▶ Task goal
All lines in the data below carrying the string "HourOfWeekBuckets" are to be located and copied.

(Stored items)

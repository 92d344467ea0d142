use crate::error::StatsError;
use chrono::{Datelike, TimeZone, Timelike, Utc};
use chrono_tz::Tz;
use std::fmt;

/// Calendar-derived grouping key. Two measurements of the same sensor that share the
/// calendar feature always land on the same key, whatever window they fall into.
#[derive(Clone, Debug, PartialEq, Eq, Hash, PartialOrd, Ord)]
pub enum BucketKey {
    DayOfWeek {
        day_of_week: u8,
        sensor_id: String,
    },
    HourOfDay {
        hour_of_day: u8,
        sensor_id: String,
    },
    HourOfWeek {
        day_of_week: u8,
        hour_of_day: u8,
        sensor_id: String,
    },
}

impl BucketKey {
    pub fn sensor_id(&self) -> &str {
        match self {
            BucketKey::DayOfWeek { sensor_id, .. }
            | BucketKey::HourOfDay { sensor_id, .. }
            | BucketKey::HourOfWeek { sensor_id, .. } => sensor_id,
        }
    }

    pub fn kind(&self) -> &'static str {
        match self {
            BucketKey::DayOfWeek { .. } => "day-of-week",
            BucketKey::HourOfDay { .. } => "hour-of-day",
            BucketKey::HourOfWeek { .. } => "hour-of-week",
        }
    }
}

impl fmt::Display for BucketKey {
    fn fmt(&self, f: &mut fmt::Formatter<'_>) -> fmt::Result {
        match self {
            BucketKey::DayOfWeek {
                day_of_week,
                sensor_id,
            } => write!(f, "{sensor_id}@dow{day_of_week}"),
            BucketKey::HourOfDay {
                hour_of_day,
                sensor_id,
            } => write!(f, "{sensor_id}@h{hour_of_day}"),
            BucketKey::HourOfWeek {
                day_of_week,
                hour_of_day,
                sensor_id,
            } => write!(f, "{sensor_id}@dow{day_of_week}h{hour_of_day}"),
        }
    }
}

/// Calendar fields of one instant, localized once.
#[derive(Clone, Copy, Debug, PartialEq, Eq)]
pub struct CalendarTime {
    /// ISO numbering, Monday = 1 .. Sunday = 7.
    pub day_of_week: u8,
    pub hour_of_day: u8,
}

impl CalendarTime {
    pub fn localize(zone: Tz, sensor_id: &str, timestamp_ms: i64) -> Result<Self, StatsError> {
        let utc = Utc.timestamp_millis_opt(timestamp_ms).single().ok_or_else(|| {
            StatsError::InvalidTimestamp {
                sensor_id: sensor_id.to_string(),
                timestamp_ms,
            }
        })?;
        let local = utc.with_timezone(&zone);
        Ok(Self {
            day_of_week: local.weekday().number_from_monday() as u8,
            hour_of_day: local.hour() as u8,
        })
    }
}

pub trait BucketStrategy: Clone + Send + Sync + 'static {
    fn derive_key(&self, sensor_id: &str, timestamp_ms: i64) -> Result<BucketKey, StatsError>;

    /// Inverse projection used after windowing to recover the sensor identity.
    fn extract_sensor_id<'k>(&self, key: &'k BucketKey) -> &'k str {
        key.sensor_id()
    }
}

#[derive(Clone, Copy, Debug)]
pub struct DayOfWeekBuckets {
    zone: Tz,
}

impl DayOfWeekBuckets {
    pub fn new(zone: Tz) -> Self {
        Self { zone }
    }
}

impl BucketStrategy for DayOfWeekBuckets {
    fn derive_key(&self, sensor_id: &str, timestamp_ms: i64) -> Result<BucketKey, StatsError> {
        let calendar = CalendarTime::localize(self.zone, sensor_id, timestamp_ms)?;
        Ok(BucketKey::DayOfWeek {
            day_of_week: calendar.day_of_week,
            sensor_id: sensor_id.to_string(),
        })
    }
}

#[derive(Clone, Copy, Debug)]
pub struct HourOfDayBuckets {
    zone: Tz,
}

impl HourOfDayBuckets {
    pub fn new(zone: Tz) -> Self {
        Self { zone }
    }
}

impl BucketStrategy for HourOfDayBuckets {
    fn derive_key(&self, sensor_id: &str, timestamp_ms: i64) -> Result<BucketKey, StatsError> {
        let calendar = CalendarTime::localize(self.zone, sensor_id, timestamp_ms)?;
        Ok(BucketKey::HourOfDay {
            hour_of_day: calendar.hour_of_day,
            sensor_id: sensor_id.to_string(),
        })
    }
}

#[derive(Clone, Copy, Debug)]
pub struct HourOfWeekBuckets {
    zone: Tz,
}

impl HourOfWeekBuckets {
    pub fn new(zone: Tz) -> Self {
        Self { zone }
    }
}

impl BucketStrategy for HourOfWeekBuckets {
    fn derive_key(&self, sensor_id: &str, timestamp_ms: i64) -> Result<BucketKey, StatsError> {
        let calendar = CalendarTime::localize(self.zone, sensor_id, timestamp_ms)?;
        Ok(BucketKey::HourOfWeek {
            day_of_week: calendar.day_of_week,
            hour_of_day: calendar.hour_of_day,
            sensor_id: sensor_id.to_string(),
        })
    }
}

▶ Task response
pub struct HourOfWeekBuckets {
impl HourOfWeekBuckets {
impl BucketStrategy for HourOfWeekBuckets {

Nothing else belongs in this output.